REQUIRED WORK
Where the word "Connection" occurs in a line of the data, return the whole line.

[Dataset entries]
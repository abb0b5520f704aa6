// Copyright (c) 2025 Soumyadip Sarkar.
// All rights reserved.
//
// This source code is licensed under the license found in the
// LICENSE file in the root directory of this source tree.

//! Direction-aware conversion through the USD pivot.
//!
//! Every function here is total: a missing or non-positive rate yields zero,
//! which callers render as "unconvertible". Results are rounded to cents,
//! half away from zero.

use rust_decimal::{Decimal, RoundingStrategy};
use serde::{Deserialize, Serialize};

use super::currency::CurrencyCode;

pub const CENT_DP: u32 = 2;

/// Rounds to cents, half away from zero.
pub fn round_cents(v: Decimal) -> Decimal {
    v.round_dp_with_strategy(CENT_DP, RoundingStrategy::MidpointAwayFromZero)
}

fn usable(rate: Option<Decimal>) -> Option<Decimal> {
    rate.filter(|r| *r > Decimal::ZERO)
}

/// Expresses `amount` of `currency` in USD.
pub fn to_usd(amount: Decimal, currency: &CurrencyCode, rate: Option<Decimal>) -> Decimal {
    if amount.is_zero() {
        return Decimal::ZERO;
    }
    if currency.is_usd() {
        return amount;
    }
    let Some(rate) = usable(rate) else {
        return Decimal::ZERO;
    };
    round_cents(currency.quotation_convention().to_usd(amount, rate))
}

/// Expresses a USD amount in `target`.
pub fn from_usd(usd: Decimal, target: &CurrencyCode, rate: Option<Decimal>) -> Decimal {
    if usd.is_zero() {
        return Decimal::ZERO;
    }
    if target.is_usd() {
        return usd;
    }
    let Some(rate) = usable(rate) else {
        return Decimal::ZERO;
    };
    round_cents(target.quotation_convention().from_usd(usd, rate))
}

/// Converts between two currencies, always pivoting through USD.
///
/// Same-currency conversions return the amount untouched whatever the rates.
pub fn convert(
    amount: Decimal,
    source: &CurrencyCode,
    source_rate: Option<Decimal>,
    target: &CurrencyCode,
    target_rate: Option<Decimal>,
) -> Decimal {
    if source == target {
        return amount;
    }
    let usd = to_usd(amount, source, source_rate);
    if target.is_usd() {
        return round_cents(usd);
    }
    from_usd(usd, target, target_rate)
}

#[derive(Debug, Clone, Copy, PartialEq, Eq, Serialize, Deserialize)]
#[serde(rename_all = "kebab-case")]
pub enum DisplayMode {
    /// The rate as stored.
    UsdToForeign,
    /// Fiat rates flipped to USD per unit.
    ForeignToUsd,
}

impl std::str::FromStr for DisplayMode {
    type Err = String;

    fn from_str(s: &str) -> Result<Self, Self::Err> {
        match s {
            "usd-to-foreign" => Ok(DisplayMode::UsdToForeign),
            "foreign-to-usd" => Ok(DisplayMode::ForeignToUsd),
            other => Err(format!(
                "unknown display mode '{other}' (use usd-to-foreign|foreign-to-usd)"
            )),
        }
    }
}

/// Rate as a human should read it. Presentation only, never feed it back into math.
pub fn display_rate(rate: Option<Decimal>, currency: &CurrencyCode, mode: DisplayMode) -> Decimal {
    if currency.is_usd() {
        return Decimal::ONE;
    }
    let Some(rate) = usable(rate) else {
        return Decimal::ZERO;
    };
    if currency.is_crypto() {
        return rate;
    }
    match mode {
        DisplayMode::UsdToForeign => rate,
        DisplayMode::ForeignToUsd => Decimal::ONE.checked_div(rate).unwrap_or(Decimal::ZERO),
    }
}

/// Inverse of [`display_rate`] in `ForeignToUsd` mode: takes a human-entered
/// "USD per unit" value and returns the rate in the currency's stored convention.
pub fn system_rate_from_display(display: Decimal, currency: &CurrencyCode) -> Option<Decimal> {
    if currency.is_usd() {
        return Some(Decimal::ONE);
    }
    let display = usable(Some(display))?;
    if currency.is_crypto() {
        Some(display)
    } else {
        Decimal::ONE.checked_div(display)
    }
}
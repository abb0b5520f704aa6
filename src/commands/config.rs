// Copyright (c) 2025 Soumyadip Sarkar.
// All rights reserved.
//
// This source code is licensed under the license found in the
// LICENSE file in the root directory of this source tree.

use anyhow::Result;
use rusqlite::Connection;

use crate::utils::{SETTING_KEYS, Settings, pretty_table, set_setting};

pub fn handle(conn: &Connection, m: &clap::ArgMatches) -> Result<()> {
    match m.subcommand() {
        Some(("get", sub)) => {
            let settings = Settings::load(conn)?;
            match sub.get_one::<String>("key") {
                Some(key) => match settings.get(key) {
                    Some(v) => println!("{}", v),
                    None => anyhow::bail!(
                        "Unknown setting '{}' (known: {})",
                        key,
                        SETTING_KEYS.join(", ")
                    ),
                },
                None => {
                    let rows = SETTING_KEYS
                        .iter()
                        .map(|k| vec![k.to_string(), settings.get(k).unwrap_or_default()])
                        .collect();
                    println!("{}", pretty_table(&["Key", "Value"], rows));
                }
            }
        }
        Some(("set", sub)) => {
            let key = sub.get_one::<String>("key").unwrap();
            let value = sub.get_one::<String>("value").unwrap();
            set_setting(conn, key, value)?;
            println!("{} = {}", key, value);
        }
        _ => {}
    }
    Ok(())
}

SOLVED EXERCISE
use rusqlite::Connection;
pub fn handle(conn: &Connection, m: &clap::ArgMatches) -> Result<()> {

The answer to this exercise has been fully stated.